How to complete this task = Reproduce only the top of the records, down to and including the line containing "A fixed-width bit-vector.".

Information =
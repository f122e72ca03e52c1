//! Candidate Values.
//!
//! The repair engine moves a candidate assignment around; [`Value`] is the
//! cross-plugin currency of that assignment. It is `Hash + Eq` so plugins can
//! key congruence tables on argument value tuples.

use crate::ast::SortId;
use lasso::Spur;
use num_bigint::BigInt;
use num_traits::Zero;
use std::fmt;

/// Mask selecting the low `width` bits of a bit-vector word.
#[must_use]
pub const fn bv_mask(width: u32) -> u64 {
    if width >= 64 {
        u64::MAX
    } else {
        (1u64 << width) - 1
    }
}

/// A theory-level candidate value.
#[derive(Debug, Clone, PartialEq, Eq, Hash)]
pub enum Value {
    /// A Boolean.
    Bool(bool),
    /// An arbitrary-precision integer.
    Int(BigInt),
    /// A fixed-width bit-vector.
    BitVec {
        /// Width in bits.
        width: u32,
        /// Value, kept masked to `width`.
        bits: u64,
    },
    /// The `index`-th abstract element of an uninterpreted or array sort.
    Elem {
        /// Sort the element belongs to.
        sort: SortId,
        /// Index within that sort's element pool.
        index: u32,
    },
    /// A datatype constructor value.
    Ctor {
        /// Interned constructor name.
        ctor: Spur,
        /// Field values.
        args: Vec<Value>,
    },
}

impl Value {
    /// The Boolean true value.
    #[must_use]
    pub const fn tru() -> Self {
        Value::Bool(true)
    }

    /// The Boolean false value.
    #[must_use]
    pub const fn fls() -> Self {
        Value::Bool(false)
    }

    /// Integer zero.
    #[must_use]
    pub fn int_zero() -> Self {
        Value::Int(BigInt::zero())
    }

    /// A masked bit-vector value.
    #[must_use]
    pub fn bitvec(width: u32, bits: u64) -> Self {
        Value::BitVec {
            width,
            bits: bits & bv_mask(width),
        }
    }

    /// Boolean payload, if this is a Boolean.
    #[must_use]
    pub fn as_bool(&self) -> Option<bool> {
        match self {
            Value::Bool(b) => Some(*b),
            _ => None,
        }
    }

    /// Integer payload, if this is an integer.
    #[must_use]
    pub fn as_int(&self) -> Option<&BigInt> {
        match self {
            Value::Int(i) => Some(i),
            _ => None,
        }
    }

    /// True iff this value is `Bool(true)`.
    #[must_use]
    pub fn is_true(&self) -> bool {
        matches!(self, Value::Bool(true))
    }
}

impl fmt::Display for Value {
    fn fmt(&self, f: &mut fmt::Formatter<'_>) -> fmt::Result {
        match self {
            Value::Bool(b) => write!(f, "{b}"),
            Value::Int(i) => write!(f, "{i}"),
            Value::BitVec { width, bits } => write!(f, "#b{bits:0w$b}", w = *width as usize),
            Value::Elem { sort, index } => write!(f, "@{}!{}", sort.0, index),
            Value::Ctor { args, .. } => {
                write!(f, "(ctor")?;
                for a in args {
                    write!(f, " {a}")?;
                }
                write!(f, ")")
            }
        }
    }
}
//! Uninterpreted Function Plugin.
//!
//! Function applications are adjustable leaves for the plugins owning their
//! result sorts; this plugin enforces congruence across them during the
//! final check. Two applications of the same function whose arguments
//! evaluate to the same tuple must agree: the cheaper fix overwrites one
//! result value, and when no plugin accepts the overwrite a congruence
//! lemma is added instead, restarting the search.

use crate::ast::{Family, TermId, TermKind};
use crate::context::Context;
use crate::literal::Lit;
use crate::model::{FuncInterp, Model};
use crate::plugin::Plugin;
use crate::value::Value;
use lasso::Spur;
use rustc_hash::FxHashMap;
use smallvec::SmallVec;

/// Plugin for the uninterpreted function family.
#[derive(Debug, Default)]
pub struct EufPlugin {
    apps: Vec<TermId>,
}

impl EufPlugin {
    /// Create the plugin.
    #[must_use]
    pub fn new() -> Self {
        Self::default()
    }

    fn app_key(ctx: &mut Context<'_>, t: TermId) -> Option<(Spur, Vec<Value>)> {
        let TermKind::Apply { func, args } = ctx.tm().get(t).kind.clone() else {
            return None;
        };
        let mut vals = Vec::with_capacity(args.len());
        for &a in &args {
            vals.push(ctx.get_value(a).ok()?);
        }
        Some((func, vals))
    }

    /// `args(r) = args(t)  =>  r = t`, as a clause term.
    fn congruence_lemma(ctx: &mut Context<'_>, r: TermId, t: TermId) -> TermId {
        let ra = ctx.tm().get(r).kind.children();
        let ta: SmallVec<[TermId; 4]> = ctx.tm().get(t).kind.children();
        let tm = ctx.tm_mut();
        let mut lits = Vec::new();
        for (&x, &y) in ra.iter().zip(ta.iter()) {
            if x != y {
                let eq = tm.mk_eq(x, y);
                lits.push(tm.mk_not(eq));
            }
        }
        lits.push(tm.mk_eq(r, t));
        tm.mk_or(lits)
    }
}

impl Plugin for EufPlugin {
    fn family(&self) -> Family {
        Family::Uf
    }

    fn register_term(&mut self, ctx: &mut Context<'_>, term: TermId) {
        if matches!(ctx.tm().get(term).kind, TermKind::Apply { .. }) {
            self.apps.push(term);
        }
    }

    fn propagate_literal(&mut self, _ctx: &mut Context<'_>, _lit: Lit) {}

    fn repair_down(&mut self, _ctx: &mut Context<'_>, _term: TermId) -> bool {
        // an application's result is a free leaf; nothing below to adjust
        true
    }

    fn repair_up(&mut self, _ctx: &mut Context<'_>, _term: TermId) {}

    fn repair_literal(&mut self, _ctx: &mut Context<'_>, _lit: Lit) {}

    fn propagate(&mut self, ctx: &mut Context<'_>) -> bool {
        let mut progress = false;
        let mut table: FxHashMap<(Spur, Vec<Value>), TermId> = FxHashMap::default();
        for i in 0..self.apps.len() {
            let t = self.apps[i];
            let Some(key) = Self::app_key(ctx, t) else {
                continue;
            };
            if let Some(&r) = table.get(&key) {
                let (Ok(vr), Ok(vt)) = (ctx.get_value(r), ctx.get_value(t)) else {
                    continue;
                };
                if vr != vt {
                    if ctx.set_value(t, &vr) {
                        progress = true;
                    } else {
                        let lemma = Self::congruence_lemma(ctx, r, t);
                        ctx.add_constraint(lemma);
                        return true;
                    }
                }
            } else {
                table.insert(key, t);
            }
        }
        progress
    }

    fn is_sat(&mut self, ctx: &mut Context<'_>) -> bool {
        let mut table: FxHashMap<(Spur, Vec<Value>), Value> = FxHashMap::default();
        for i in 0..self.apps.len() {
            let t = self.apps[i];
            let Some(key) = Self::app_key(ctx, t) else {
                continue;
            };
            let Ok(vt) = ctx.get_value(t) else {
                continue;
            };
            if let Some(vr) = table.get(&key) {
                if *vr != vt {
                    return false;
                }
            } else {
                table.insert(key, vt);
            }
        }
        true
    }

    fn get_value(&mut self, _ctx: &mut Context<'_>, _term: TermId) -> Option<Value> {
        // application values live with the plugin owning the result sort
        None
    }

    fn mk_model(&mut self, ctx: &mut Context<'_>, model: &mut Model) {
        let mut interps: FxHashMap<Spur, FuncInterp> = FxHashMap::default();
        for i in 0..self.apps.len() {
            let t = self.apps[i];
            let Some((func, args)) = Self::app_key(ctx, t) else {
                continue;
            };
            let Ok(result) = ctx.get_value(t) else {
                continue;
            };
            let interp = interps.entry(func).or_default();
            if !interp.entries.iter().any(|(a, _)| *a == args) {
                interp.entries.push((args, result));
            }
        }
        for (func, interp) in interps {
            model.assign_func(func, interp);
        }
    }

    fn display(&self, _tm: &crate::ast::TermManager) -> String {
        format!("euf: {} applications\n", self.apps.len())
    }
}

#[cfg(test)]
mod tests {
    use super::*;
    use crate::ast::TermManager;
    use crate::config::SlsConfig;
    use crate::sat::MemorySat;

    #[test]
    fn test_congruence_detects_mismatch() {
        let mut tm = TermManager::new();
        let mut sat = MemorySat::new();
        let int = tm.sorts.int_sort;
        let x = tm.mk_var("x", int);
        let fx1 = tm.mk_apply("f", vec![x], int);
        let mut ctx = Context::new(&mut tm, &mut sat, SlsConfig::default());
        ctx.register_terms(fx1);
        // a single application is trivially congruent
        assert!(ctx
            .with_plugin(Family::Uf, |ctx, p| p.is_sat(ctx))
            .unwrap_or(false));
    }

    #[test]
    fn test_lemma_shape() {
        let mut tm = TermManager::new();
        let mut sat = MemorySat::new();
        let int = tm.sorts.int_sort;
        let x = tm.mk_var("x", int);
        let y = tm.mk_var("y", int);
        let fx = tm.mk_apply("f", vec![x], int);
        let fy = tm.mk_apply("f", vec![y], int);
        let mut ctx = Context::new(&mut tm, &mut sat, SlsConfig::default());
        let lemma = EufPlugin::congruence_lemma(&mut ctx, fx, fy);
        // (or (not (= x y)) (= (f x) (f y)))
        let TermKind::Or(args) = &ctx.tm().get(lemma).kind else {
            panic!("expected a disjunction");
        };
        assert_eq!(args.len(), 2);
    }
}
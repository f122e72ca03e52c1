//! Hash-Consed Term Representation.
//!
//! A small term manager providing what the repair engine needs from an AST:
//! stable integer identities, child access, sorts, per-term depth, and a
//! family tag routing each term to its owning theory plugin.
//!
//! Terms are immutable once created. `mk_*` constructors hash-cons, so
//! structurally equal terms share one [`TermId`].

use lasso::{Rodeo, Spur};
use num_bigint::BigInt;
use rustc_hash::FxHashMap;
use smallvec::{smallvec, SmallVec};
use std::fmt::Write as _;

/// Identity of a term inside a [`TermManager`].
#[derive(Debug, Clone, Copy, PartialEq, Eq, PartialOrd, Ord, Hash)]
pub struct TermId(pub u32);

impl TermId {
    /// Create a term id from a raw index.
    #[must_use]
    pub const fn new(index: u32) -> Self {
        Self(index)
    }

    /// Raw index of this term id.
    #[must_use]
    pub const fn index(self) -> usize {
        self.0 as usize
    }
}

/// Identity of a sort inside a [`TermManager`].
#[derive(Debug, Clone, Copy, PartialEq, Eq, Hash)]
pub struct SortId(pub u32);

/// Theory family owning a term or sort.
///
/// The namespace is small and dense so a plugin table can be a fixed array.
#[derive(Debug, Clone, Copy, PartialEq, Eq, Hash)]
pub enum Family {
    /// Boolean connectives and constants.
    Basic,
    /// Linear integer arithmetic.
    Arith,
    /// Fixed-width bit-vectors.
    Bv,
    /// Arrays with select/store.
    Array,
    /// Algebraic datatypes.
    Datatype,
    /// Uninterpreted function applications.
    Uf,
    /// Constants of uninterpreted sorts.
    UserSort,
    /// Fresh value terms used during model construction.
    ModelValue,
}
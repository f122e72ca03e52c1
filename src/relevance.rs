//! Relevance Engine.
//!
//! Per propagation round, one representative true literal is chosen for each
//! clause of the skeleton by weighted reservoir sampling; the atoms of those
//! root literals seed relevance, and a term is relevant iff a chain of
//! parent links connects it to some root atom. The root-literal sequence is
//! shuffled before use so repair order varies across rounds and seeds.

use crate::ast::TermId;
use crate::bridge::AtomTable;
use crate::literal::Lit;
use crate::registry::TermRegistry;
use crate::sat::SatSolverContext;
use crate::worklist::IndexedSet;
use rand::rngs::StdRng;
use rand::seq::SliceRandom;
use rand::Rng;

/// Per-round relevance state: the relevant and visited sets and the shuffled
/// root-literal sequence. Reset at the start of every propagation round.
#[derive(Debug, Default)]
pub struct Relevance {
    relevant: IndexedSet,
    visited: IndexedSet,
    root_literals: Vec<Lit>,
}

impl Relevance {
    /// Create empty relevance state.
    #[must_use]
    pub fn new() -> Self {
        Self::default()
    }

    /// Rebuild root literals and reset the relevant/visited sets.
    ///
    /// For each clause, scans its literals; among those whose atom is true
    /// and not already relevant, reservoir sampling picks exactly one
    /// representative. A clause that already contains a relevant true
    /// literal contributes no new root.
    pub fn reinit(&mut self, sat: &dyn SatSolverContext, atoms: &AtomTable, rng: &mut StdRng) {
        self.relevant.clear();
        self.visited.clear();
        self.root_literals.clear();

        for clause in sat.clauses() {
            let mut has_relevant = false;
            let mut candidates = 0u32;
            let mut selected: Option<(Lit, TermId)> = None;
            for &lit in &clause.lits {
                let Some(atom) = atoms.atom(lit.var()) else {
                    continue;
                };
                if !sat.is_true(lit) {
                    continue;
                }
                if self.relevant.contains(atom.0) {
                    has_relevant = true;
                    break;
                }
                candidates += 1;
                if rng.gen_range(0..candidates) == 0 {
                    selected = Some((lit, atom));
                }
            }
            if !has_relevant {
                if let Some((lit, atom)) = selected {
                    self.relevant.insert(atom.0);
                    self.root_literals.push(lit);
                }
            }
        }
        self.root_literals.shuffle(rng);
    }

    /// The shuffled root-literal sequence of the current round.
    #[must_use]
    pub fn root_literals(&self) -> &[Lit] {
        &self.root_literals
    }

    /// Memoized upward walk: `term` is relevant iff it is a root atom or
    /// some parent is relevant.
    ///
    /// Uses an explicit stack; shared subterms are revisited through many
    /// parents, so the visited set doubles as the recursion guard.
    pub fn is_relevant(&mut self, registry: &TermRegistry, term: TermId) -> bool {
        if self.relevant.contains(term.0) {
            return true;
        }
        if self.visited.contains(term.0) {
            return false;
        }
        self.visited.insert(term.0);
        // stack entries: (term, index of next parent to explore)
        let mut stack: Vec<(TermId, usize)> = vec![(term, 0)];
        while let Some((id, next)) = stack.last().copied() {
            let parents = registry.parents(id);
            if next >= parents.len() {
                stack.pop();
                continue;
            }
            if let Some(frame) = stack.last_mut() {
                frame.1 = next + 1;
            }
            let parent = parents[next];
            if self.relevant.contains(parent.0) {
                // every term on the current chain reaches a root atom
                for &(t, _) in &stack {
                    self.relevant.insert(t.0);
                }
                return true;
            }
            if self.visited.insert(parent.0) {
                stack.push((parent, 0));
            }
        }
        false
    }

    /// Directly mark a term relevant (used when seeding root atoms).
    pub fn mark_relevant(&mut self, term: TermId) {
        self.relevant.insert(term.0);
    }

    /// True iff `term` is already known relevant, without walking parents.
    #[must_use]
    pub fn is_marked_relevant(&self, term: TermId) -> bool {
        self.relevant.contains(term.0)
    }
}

Solved exercise =
repository f122e72ca03e52c1
//! Candidate Values.
//!
//! The repair engine moves a candidate assignment around; [`Value`] is the
//! cross-plugin currency of that assignment. It is `Hash + Eq` so plugins can
//! key congruence tables on argument value tuples.

use crate::ast::SortId;
use lasso::Spur;
use num_bigint::BigInt;
use num_traits::Zero;
use std::fmt;

/// Mask selecting the low `width` bits of a bit-vector word.
#[must_use]
pub const fn bv_mask(width: u32) -> u64 {
    if width >= 64 {
        u64::MAX
    } else {
        (1u64 << width) - 1
    }
}

/// A theory-level candidate value.
#[derive(Debug, Clone, PartialEq, Eq, Hash)]
pub enum Value {
    /// A Boolean.
    Bool(bool),
    /// An arbitrary-precision integer.
    Int(BigInt),
    /// A fixed-width bit-vector.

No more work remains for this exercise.